Mikołaj Sęp Szarzyński (c. 1550 - c. 1581) was an influential Polish poet of the late Renaissance who wrote in both Polish and Latin. He was a pioneer of the Baroque and the greatest representative of the metaphysical movement of the era in Poland. His love poems are often classed as mannerist. Jan Błoński has called Sęp Szarzyński a "mystical poet full of abstraction", and Wiktor Weintraub has called him "the most outstanding poet of the times of Jan Kochanowski". The poet's status in the history of Polish literature is controversial.

==Life==
Little is known about Sęp Szarzyński's personal life. He was born in Zimna Woda near Lwów, the eldest of three sons, and educated at the universities of Wittenberg and Leipzig. His stay in Germany brought him close to Protestantism but he later became an ardent Catholic and his religious devotion is reflected in his poems.

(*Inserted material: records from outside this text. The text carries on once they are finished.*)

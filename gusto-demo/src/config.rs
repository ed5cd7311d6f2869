//! Environment-driven configuration.

/// Runtime configuration for the ordering shell.
pub struct AppConfig {
    /// Base URL of the restaurant API. Dynamic route registration stays off
    /// while this is unset — navigation then runs purely on the static
    /// route table.
    pub api_base_url: Option<String>,
}

impl AppConfig {
    pub fn from_env() -> Self {
        Self {
            api_base_url: std::env::var("GUSTO_API_URL")
                .ok()
                .filter(|url| !url.is_empty()),
        }
    }
}
//! Ports (interfaces) for the application layer.
//!
//! In hexagonal architecture, ports define the interfaces that the application
//! layer needs. Infrastructure adapters implement these ports.
//!
//! Two ports exist:
//! - [`Clock`]: wall-clock time in epoch milliseconds, shared by every engine
//!   instance talking to the same store.
//! - [`Store`]: the shared key space holding windows, counters, hashes, sets
//!   and serialized records. The in-memory adapter backs single-process
//!   deployments and tests; the Redis adapter backs horizontally scaled ones.

use std::collections::HashMap;
use std::fmt::{self, Debug};
use std::sync::Arc;

/// Port for obtaining current time.
///
/// Time is expressed as milliseconds since the Unix epoch so that several
/// stateless instances agree on window boundaries stored in a shared store.
/// Infrastructure provides concrete implementations (SystemClock, MockClock).
pub trait Clock: Send + Sync + Debug {
    /// Milliseconds since the Unix epoch.
    fn now_millis(&self) -> u64;
}

impl<C: Clock + ?Sized> Clock for Arc<C> {
    fn now_millis(&self) -> u64 {
        (**self).now_millis()
    }
}

/// Error returned by a [`Store`] adapter.
#[derive(Debug, Clone, PartialEq, Eq)]
pub enum StoreError {
    /// The backing service could not be reached or rejected the command
    Unavailable(String),
    /// A key held a value of a different shape than the operation expects
    WrongType {
        /// Offending key
        key: String,
    },
    /// A stored record could not be encoded or decoded
    Codec(String),
    /// The circuit breaker is open and the store was not contacted
    CircuitOpen,
}

impl fmt::Display for StoreError {
    fn fmt(&self, f: &mut fmt::Formatter<'_>) -> fmt::Result {
        match self {
            StoreError::Unavailable(reason) => write!(f, "store unavailable: {}", reason),
            StoreError::WrongType { key } => {
                write!(f, "key '{}' holds a value of the wrong type", key)
            }
            StoreError::Codec(reason) => write!(f, "record codec error: {}", reason),
            StoreError::CircuitOpen => write!(f, "store circuit is open"),
        }
    }
}

impl std::error::Error for StoreError {}

impl From<bincode::Error> for StoreError {
    fn from(e: bincode::Error) -> Self {
        StoreError::Codec(e.to_string())
    }
}

/// Parameters of one atomic sliding-window check.
#[derive(Debug, Clone, PartialEq, Eq)]
pub struct WindowRequest {
    /// Current time in epoch milliseconds
    pub now_ms: u64,
    /// Window length in milliseconds
    pub window_ms: u64,
    /// Maximum number of entries allowed inside the window
    pub limit: u64,
    /// Unique member recorded when the request is admitted
    pub member: String,
}

/// Result of an atomic sliding-window check.
#[derive(Debug, Clone, Copy, PartialEq, Eq)]
pub struct WindowOutcome {
    /// Whether the entry was inserted
    pub allowed: bool,
    /// Entries in the window after the operation
    pub count: u64,
    /// Score of the oldest entry still inside the window, if any
    pub oldest_ms: Option<u64>,
}

/// A single scored member of an ordered window.
#[derive(Debug, Clone, PartialEq, Eq)]
pub struct WindowEntry {
    /// Timestamp score in epoch milliseconds
    pub score: u64,
    /// Member payload
    pub member: String,
}

/// TTL for keys that must stay until they are deleted explicitly.
pub const NO_EXPIRY: u64 = 0;

/// Port for the shared key space.
///
/// Every method is a single logical operation against the backing store.
/// Adapters must make [`Store::check_and_insert`] atomic: prune, count and
/// conditional insert happen as one unit with respect to concurrent callers
/// on the same key.
///
/// TTLs are relative milliseconds and are refreshed by every write that
/// carries one. A TTL of [`NO_EXPIRY`] leaves the key without expiry. Glob patterns passed to [`Store::scan`] use `*` as the only
/// wildcard; `\` escapes the next character.
pub trait Store: Send + Sync + Debug {
    /// Drop window entries with score `<= now - window`, count the rest and
    /// insert `member` at score `now` when the count is below `limit`.
    fn check_and_insert(&self, key: &str, request: &WindowRequest)
        -> Result<WindowOutcome, StoreError>;

    /// Unconditionally append a member, dropping entries with score
    /// `<= cutoff` first. Returns the resulting entry count.
    fn append_to_window(
        &self,
        key: &str,
        score: u64,
        member: &str,
        cutoff: u64,
        ttl_ms: u64,
    ) -> Result<u64, StoreError>;

    /// Entries with `min_score <= score <= max_score`, oldest first.
    fn window_entries(
        &self,
        key: &str,
        min_score: u64,
        max_score: u64,
    ) -> Result<Vec<WindowEntry>, StoreError>;

    /// Number of entries with score `> cutoff`.
    fn count_window(&self, key: &str, cutoff: u64) -> Result<u64, StoreError>;

    /// Remove one member from a window. Returns whether it was present.
    fn remove_from_window(&self, key: &str, member: &str) -> Result<bool, StoreError>;

    /// Add `delta` to an integer counter, creating it at zero.
    fn increment(&self, key: &str, delta: i64, ttl_ms: u64) -> Result<i64, StoreError>;

    /// Current value of an integer counter, zero when absent.
    fn counter(&self, key: &str) -> Result<i64, StoreError>;

    /// Add `delta` to one integer field of a hash.
    fn increment_field(
        &self,
        key: &str,
        field: &str,
        delta: i64,
        ttl_ms: u64,
    ) -> Result<i64, StoreError>;

    /// One field of a hash.
    fn field(&self, key: &str, field: &str) -> Result<Option<i64>, StoreError>;

    /// All fields of a hash.
    fn fields(&self, key: &str) -> Result<HashMap<String, i64>, StoreError>;

    /// Add a member to an unordered set.
    fn add_member(&self, key: &str, member: &str, ttl_ms: u64) -> Result<(), StoreError>;

    /// All members of an unordered set.
    fn members(&self, key: &str) -> Result<Vec<String>, StoreError>;

    /// Read a serialized record.
    fn get(&self, key: &str) -> Result<Option<Vec<u8>>, StoreError>;

    /// Write a serialized record.
    fn put(&self, key: &str, value: &[u8], ttl_ms: u64) -> Result<(), StoreError>;

    /// Delete keys. Returns how many existed.
    fn delete(&self, keys: &[String]) -> Result<u64, StoreError>;

    /// Keys matching a glob pattern.
    fn scan(&self, pattern: &str) -> Result<Vec<String>, StoreError>;
}

impl<S: Store + ?Sized> Store for Arc<S> {
    fn check_and_insert(
        &self,
        key: &str,
        request: &WindowRequest,
    ) -> Result<WindowOutcome, StoreError> {
        (**self).check_and_insert(key, request)
    }

    fn append_to_window(
        &self,
        key: &str,
        score: u64,
        member: &str,
        cutoff: u64,
        ttl_ms: u64,
    ) -> Result<u64, StoreError> {
        (**self).append_to_window(key, score, member, cutoff, ttl_ms)
    }

    fn window_entries(
        &self,
        key: &str,
        min_score: u64,
        max_score: u64,
    ) -> Result<Vec<WindowEntry>, StoreError> {
        (**self).window_entries(key, min_score, max_score)
    }

    fn count_window(&self, key: &str, cutoff: u64) -> Result<u64, StoreError> {
        (**self).count_window(key, cutoff)
    }

    fn remove_from_window(&self, key: &str, member: &str) -> Result<bool, StoreError> {
        (**self).remove_from_window(key, member)
    }

    fn increment(&self, key: &str, delta: i64, ttl_ms: u64) -> Result<i64, StoreError> {
        (**self).increment(key, delta, ttl_ms)
    }

    fn counter(&self, key: &str) -> Result<i64, StoreError> {
        (**self).counter(key)
    }

    fn increment_field(
        &self,
        key: &str,
        field: &str,
        delta: i64,
        ttl_ms: u64,
    ) -> Result<i64, StoreError> {
        (**self).increment_field(key, field, delta, ttl_ms)
    }

    fn field(&self, key: &str, field: &str) -> Result<Option<i64>, StoreError> {
        (**self).field(key, field)
    }

    fn fields(&self, key: &str) -> Result<HashMap<String, i64>, StoreError> {
        (**self).fields(key)
    }

    fn add_member(&self, key: &str, member: &str, ttl_ms: u64) -> Result<(), StoreError> {
        (**self).add_member(key, member, ttl_ms)
    }

    fn members(&self, key: &str) -> Result<Vec<String>, StoreError> {
        (**self).members(key)
    }

    fn get(&self, key: &str) -> Result<Option<Vec<u8>>, StoreError> {
        (**self).get(key)
    }

    fn put(&self, key: &str, value: &[u8], ttl_ms: u64) -> Result<(), StoreError> {
        (**self).put(key, value, ttl_ms)
    }

    fn delete(&self, keys: &[String]) -> Result<u64, StoreError> {
        (**self).delete(keys)
    }

    fn scan(&self, pattern: &str) -> Result<Vec<String>, StoreError> {
        (**self).scan(pattern)
    }
}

He probably died in Wolica in 1581 at the age of 31. He amasses all his writings in handwriting. After his death, Sęp Szarzyński's verse was collected by his brother Jakub and published under the title Rytmy abo wiersze polskie in 1601.

==Works==
Mikołaj Sęp Szarzyński's work is often called "the sunset of the Polish Renaissance". His poems introduced the Baroque to Polish literature. The most important Szarzyński's poems are probably his sonnets. They are written according to the French model of the form. They were translated into English by Richard Sokoloski. The most important is perhaps the sonnet On the War We Wage Against Satan, the World, and the Body was translated into English by Michael J. Mikoś. Szarzyński made paraphrases of some Psalms, too.